For the data below, report only the number of lines containing the string "einer".

[Stored items]
☆ ☆ ☆ ☆ ☆ ☆ ☆

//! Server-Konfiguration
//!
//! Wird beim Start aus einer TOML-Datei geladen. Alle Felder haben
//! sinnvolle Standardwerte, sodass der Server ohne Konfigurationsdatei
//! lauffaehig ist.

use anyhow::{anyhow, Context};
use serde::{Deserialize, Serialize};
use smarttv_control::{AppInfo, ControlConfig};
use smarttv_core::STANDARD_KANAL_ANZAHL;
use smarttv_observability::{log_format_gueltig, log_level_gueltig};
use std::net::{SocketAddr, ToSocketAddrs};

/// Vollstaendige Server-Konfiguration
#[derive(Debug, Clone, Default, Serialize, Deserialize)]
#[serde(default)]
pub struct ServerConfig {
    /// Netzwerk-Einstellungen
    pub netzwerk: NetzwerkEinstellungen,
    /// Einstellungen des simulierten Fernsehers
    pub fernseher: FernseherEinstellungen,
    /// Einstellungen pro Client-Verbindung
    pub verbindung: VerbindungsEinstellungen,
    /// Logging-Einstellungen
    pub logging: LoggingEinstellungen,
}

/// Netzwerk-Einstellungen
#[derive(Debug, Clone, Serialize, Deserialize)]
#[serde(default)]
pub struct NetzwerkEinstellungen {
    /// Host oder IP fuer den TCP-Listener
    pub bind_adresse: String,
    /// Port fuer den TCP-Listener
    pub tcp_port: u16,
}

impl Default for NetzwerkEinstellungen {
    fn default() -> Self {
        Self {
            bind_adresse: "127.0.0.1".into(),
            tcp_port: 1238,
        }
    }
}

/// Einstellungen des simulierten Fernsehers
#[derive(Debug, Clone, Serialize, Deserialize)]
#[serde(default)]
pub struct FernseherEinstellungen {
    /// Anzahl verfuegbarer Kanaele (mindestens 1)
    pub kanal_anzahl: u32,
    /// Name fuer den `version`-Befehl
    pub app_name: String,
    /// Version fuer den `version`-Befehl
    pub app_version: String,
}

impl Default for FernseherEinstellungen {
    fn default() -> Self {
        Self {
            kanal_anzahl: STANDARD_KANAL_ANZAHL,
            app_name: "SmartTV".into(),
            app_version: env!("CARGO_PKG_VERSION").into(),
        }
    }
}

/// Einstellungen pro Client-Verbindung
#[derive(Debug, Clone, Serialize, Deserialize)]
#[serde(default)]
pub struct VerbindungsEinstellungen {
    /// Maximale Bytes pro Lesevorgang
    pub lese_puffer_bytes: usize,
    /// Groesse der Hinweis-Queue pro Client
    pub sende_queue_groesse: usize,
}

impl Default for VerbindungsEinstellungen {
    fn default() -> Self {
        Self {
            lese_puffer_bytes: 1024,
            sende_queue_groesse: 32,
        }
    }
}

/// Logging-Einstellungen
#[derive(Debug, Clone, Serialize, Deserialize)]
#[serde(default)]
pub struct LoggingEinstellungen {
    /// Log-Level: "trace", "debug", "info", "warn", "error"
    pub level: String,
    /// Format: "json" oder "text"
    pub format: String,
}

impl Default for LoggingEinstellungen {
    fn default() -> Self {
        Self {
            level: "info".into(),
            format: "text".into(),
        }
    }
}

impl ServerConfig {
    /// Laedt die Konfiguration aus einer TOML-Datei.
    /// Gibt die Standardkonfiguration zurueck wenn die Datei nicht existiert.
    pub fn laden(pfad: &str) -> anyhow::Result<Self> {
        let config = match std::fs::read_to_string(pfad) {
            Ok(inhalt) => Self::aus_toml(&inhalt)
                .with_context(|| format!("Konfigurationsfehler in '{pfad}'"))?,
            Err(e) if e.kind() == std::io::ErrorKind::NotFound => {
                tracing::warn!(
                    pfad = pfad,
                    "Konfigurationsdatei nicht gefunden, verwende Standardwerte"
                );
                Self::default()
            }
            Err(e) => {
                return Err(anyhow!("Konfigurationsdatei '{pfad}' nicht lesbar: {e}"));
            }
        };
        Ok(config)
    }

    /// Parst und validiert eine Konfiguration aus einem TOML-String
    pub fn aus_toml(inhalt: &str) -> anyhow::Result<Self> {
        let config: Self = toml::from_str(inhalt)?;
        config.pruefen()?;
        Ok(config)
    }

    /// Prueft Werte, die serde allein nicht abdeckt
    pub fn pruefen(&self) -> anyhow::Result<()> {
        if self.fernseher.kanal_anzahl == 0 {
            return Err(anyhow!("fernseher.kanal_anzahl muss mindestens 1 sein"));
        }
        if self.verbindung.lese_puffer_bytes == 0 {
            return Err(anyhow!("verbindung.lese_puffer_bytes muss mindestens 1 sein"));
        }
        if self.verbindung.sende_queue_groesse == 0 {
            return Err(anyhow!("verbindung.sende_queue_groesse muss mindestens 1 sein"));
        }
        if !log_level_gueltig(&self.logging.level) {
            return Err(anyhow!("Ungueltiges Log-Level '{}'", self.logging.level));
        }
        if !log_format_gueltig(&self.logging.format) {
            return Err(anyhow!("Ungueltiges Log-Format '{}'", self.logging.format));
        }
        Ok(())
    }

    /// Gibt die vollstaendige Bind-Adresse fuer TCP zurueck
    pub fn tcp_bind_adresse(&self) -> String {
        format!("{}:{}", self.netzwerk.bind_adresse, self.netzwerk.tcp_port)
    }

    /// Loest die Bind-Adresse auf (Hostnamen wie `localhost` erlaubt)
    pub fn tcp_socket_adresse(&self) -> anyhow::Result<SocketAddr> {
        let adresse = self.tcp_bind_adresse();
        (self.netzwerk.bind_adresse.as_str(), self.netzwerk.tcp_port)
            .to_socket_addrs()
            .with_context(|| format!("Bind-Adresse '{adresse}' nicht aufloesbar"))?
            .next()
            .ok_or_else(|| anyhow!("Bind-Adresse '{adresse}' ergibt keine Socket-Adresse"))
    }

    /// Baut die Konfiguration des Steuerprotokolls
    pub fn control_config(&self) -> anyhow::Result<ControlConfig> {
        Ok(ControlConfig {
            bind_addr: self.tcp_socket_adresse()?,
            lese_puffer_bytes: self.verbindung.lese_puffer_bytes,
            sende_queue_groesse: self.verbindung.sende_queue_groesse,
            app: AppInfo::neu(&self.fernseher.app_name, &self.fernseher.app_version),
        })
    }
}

☆ ☆ ☆ ☆ ☆ ☆ ☆

* **Output for this task**:
2